Usability in Enterprise Applications

I recently saw a video of Workday 9, and was not impressed with the apparent usability of one of the highly touted features of this release. I tweeted my impression, and got a quick and friendly response from the team at Workday. They didn't complain about my bias or lack of information. Instead, as a great company should, they opened up and accepted the feedback. They offered me (and some Enterprise Irregulars colleagues) a briefing on Workday 9, to bring us up to speed and to get more feedback from us. My comments that follow are based on this briefing.

A Little Background


Workday is a company started by Peoplesoft's founder and some key Peoplesoft employees. Peoplesoft
was a ground-breaking company in many ways, and the founders and employees of Workday clearly intend to surpass their previous accomplishments with this new venture. Peoplesoft strove to change the way employers engaged with employees, and they practiced what they preached in their own company.

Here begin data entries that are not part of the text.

use kairos_core::{SessionLedger, Student, StudentId, utility_density};
use kairos_ports::{AllocationPolicy, MechanismResult};
use log::debug;

use crate::rationing::{Deferred, finite, ration};

/// A student's place in the greedy ranking
#[derive(Debug, Clone, Copy, PartialEq)]
pub struct RankedStudent {
    pub student: StudentId,
    /// Index into the roster
    pub slot: usize,
    /// Time quoted against the full session budget
    pub quoted: f64,
    /// Utility per minute at the quoted time
    pub density: f64,
}

/// Greedy benchmark: serve by descending utility density
///
/// Currency plays no part. Every student is quoted against the full budget,
/// ranked by utility per minute (ties keep their processing order) and served
/// in that order until the budget runs out, earning the full utility of the
/// time served. This is the efficiency upper bound the priced policies are
/// compared against.
#[derive(Debug, Default)]
pub struct GreedyDensityPolicy;

impl GreedyDensityPolicy {
    pub fn new() -> Self {
        Self
    }

    /// Rank students by density, highest first
    ///
    /// The sort is stable, so equal densities keep the order given in `order`.
    pub fn rank(
        ledger: &SessionLedger,
        students: &[Student],
        order: &[usize],
    ) -> MechanismResult<Vec<RankedStudent>> {
        let mut ranked = order
            .iter()
            .map(|&slot| {
                let student = &students[slot];
                let quoted = ledger.quote(student);
                let utility = finite(student.utility_at(quoted), student, ledger.session())?;
                Ok(RankedStudent {
                    student: student.id,
                    slot,
                    quoted,
                    density: utility_density(utility, quoted),
                })
            })
            .collect::<MechanismResult<Vec<_>>>()?;

        ranked.sort_by(|a, b| b.density.total_cmp(&a.density));
        Ok(ranked)
    }
}

impl AllocationPolicy for GreedyDensityPolicy {
    fn name(&self) -> &str {
        "Optimal Greedy"
    }

    fn run_session(
        &mut self,
        ledger: &mut SessionLedger,
        students: &mut [Student],
        order: &[usize],
    ) -> MechanismResult<()> {
        let ranked = Self::rank(ledger, students, order)?;
        let queue: Vec<Deferred> = ranked
            .iter()
            .map(|r| Deferred {
                slot: r.slot,
                quoted: r.quoted,
            })
            .collect();

        ration(ledger, students, &queue, |student, time| {
            student.utility_at(time)
        })?;

        debug!(
            "greedy session {}: top density={:.3} remaining={:.2}",
            ledger.session(),
            ranked.first().map_or(0.0, |r| r.density),
            ledger.remaining()
        );
        Ok(())
    }
}

#[cfg(test)]
mod tests {
    use super::*;
    use kairos_core::{CurrencyRule, Outcome, SessionDemand, UtilityParams};

    fn create_student(id: usize, desired: f64, scale: f64) -> Student {
        let params = UtilityParams {
            session_offset: 0,
            service_time: desired,
            scale,
        };
        Student::new(
            StudentId(id),
            0.0,
            vec![SessionDemand::active(desired, params)],
            CurrencyRule::Always,
        )
    }

    #[test]
    fn test_serves_highest_density_first() {
        let mut students = vec![
            create_student(0, 4.0, 5.0),
            create_student(1, 4.0, 50.0),
            create_student(2, 4.0, 20.0),
        ];
        let mut ledger = SessionLedger::open(0, 8.0, 10.0);

        GreedyDensityPolicy::new()
            .run_session(&mut ledger, &mut students, &[0, 1, 2])
            .unwrap();
        let report = ledger.close();

        let order: Vec<(usize, Outcome)> = report
            .allocations
            .iter()
            .map(|a| (a.student.0, a.outcome))
            .collect();
        assert_eq!(
            order,
            vec![(1, Outcome::Free), (2, Outcome::Free), (0, Outcome::ShutOut)]
        );
        assert_eq!(students[0].receipts()[0].utility, 0.0);
    }

    #[test]
    fn test_ties_keep_processing_order() {
        let students: Vec<Student> = (0..4).map(|i| create_student(i, 4.0, 10.0)).collect();
        let ledger = SessionLedger::open(0, 100.0, 10.0);

        let ranked = GreedyDensityPolicy::rank(&ledger, &students, &[3, 1, 0, 2]).unwrap();
        let slots: Vec<usize> = ranked.iter().map(|r| r.slot).collect();
        assert_eq!(slots, vec![3, 1, 0, 2]);
    }

    #[test]
    fn test_ignores_currency() {
        let mut students = vec![create_student(0, 4.0, 10.0)];
        let mut ledger = SessionLedger::open(0, 10.0, 10.0);

        GreedyDensityPolicy::new()
            .run_session(&mut ledger, &mut students, &[0])
            .unwrap();

        assert_eq!(students[0].currency(), 0.0);
        assert!(students[0].cumulative_utility() > 0.0);
    }
}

Workday's product is based on modern technologies, including services-oriented architecture (SOA), Software-As-A-Service (SaaS) delivery model, and Adobe Flex for a rich Internet experience.

The Wheel

My initial critique was based on a feature of Workday 9 called "The Wheel." At least, that's how I had seen it named in a number of blogs and news stories. Essentially, "The Wheel" is the "home page" for users of Workday 9. Here is a picture of "The Wheel."

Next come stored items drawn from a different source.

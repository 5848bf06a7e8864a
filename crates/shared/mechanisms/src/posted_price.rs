use kairos_core::{SessionLedger, Student};
use kairos_ports::{AllocationPolicy, MechanismError, MechanismResult};
use log::debug;

use crate::rationing::{Deferred, finite, ration};

/// Posted price: one fixed price per session
///
/// A student is admitted when they can afford the price and their currency
/// rule accepts paying it for the utility they would get. Admitted students
/// pay and are served in order. Everyone else waits for the rationing pass
/// and is served for free only if time is left.
#[derive(Debug, Clone)]
pub struct PostedPricePolicy {
    prices: Vec<f64>,
    counter: usize,
}

impl PostedPricePolicy {
    pub fn new(prices: Vec<f64>) -> Self {
        Self { prices, counter: 0 }
    }

    /// Price for the next session to run
    pub fn current_price(&self) -> MechanismResult<f64> {
        self.prices
            .get(self.counter)
            .copied()
            .ok_or_else(|| MechanismError::ScheduleExhausted {
                policy: self.name().to_string(),
                session: self.counter,
                len: self.prices.len(),
            })
    }

    /// Sessions run so far
    pub fn sessions_run(&self) -> usize {
        self.counter
    }
}

impl AllocationPolicy for PostedPricePolicy {
    fn name(&self) -> &str {
        "Posted Price"
    }

    fn validate(&self, num_sessions: usize) -> MechanismResult<()> {
        if self.prices.len() < num_sessions {
            return Err(MechanismError::ScheduleExhausted {
                policy: self.name().to_string(),
                session: self.prices.len(),
                len: self.prices.len(),
            });
        }
        Ok(())
    }

    fn run_session(
        &mut self,
        ledger: &mut SessionLedger,
        students: &mut [Student],
        order: &[usize],
    ) -> MechanismResult<()> {
        let price = self.current_price()?;
        let mut deferred = Vec::new();

        for &slot in order {
            let student = &mut students[slot];
            let time = ledger.quote(student);
            let utility = finite(student.utility_at(time), student, ledger.session())?;

            if student.currency() >= price && student.willing_to_pay(utility, price) {
                ledger.charge(student, time, price, utility);
            } else {
                deferred.push(Deferred { slot, quoted: time });
            }
        }

        let admitted = order.len() - deferred.len();
        ration(ledger, students, &deferred, |student, time| {
            student.utility_at(time)
        })?;

        debug!(
            "posted price session {}: price={:.2} admitted={} rationed={} remaining={:.2}",
            ledger.session(),
            price,
            admitted,
            deferred.len(),
            ledger.remaining()
        );

        self.counter += 1;
        Ok(())
    }
}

Many modern applications have adopted a horizontal "tab strip" approach, where each tab represents a type of activity. Clicking on a tab typically brings up a screen with tasks related to the selected activity across the top just below the tab strip, with additional navigation or activities in a panel on the left (or right) of the screen, and with a large, rectangular workspace to the right (or left) of the navigation panel.

This "horizontal tab strip" approach is frequently used because it offers a very straightforward information architecture, and users can quickly and easily become (and remain) productive. This "L-shaped" layout pattern is used in business and consumer applications, including both browser-based and native client applications. Examples of web sites using this pattern in the consumer space include Blogger and Facebook, both with some variations on the theme. In the enterprise world, most portal-style applications use some variation on this pattern - an example from Salesforce.com is also shown here.

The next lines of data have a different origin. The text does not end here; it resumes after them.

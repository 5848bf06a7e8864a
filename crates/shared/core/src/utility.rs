//! Utility curves
//!
//! A student's private value for being served in one session. Curves are
//! stored as plain parameters and evaluated by one shared pure function.

use serde::{Deserialize, Serialize};

/// Offset added to allocated time before dividing, so density is finite at zero time
pub const DENSITY_EPSILON: f64 = 0.01;

/// The curve midpoint sits this many minutes before the sampled service time
pub const MIDPOINT_LEAD: f64 = 2.0;

/// Denominator constant of the saturating curve `2^x / (2^x + HALF_SATURATION)`
pub const HALF_SATURATION: f64 = 0.5;

/// Parameters of one active session's utility curve
#[derive(Debug, Clone, Copy, PartialEq, Serialize, Deserialize)]
pub struct UtilityParams {
    /// Session index within the simulated period
    pub session_offset: usize,
    /// Sampled time the student needs to be fully helped (minutes)
    pub service_time: f64,
    /// Amplitude of the curve, sampled once per session
    pub scale: f64,
}

impl UtilityParams {
    /// Point where the curve reaches two thirds of its scale
    pub fn midpoint(&self) -> f64 {
        self.service_time - MIDPOINT_LEAD
    }
}

/// Utility curve for one session
#[derive(Debug, Clone, Copy, PartialEq, Serialize, Deserialize)]
#[serde(tag = "kind", rename_all = "snake_case")]
pub enum UtilityCurve {
    /// Student has not started the assignment yet: always zero
    Dormant,
    /// Student is working and values help along a saturating curve
    Active(UtilityParams),
}

impl UtilityCurve {
    /// Evaluate the utility of `allocated_time` minutes
    ///
    /// Zero allocation is exactly zero utility for every curve; any positive
    /// allocation is positive and saturates towards `scale`.
    pub fn evaluate(&self, allocated_time: f64) -> f64 {
        match self {
            UtilityCurve::Dormant => 0.0,
            UtilityCurve::Active(params) => {
                // f64::signum maps +0.0 to 1.0, so zero is handled explicitly
                let sign = if allocated_time == 0.0 {
                    0.0
                } else {
                    allocated_time.signum()
                };
                sign * saturating(params.scale, allocated_time, params.midpoint())
            }
        }
    }

    pub fn is_active(&self) -> bool {
        matches!(self, UtilityCurve::Active(_))
    }
}

/// Logistic-like curve in base 2 centred on `midpoint`
fn saturating(scale: f64, time: f64, midpoint: f64) -> f64 {
    let growth = 2f64.powf(time - midpoint);
    scale * growth / (growth + HALF_SATURATION)
}

/// One row of a student's trajectory: what they want today and what it is worth
#[derive(Debug, Clone, Copy, PartialEq, Serialize, Deserialize)]
pub struct SessionDemand {
    /// Minutes the student would like to be seen for
    pub desired_time: f64,
    /// Value of being seen
    pub curve: UtilityCurve,
}

impl SessionDemand {
    /// Demand for a session before the student's start session
    pub fn dormant() -> Self {
        Self {
            desired_time: 0.0,
            curve: UtilityCurve::Dormant,
        }
    }

    pub fn active(desired_time: f64, params: UtilityParams) -> Self {
        Self {
            desired_time,
            curve: UtilityCurve::Active(params),
        }
    }
}

/// Utility per unit of allocated time
pub fn utility_density(utility: f64, allocated_time: f64) -> f64 {
    utility / (allocated_time + DENSITY_EPSILON)
}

Unlike this familiar horizontal layout for the top level navigation, The Wheel is a role-based, circular menu. Activities are represented by icons around the edge of a circle (or ellipse, depending on your window size or aspect ratio). One benefit of an approach like The Wheel is that the user can see more options on one screen than with a horizontal layout. However, "more" is not always equivalent to "better." In this case, having watched the demo, I remain
convinced that The Wheel is not an improvement in usability over a tab strip. The drawbacks of The Wheel, from my limited research and discussions with colleagues:
  • The Wheel makes it hard to predictably navigate to any particular activity. Humans navigate, particularly on computers, more easily in straight lines than in curves or circles. With a horizontal tab strip, you just keep moving to the right until you find your tab. With today's high resolution and wide-screen displays, this approach can include many tabs! With The Wheel, you'd have to move your mouse or trackball in a circular motion as you browse, and that is a harder motion to make (especially on my cluttered desk).
  • The Wheel may introduce significant usability problems for users when one or more new options are added to The Wheel, or taken away. All the learned muscle movements will have to be unlearned, because any change in the number of options will result in a new orientation for the other icons. This would not be the case in a tab strip, where you might go further or less far, but you at least don't have to change directions.
  • The Wheel uses a lot of screen space for a little functionality. The area between the window's enclosing rectangle and The Wheel - this space is wasted. Similarly, the workspace created inside the wheel also wastes the space between the inscribed rectangle and the enclosing ellipse.
Workday 9 Delivers Great Usability

That said, Workday 9 has delivered some great usability in virtually every other area I saw in the product.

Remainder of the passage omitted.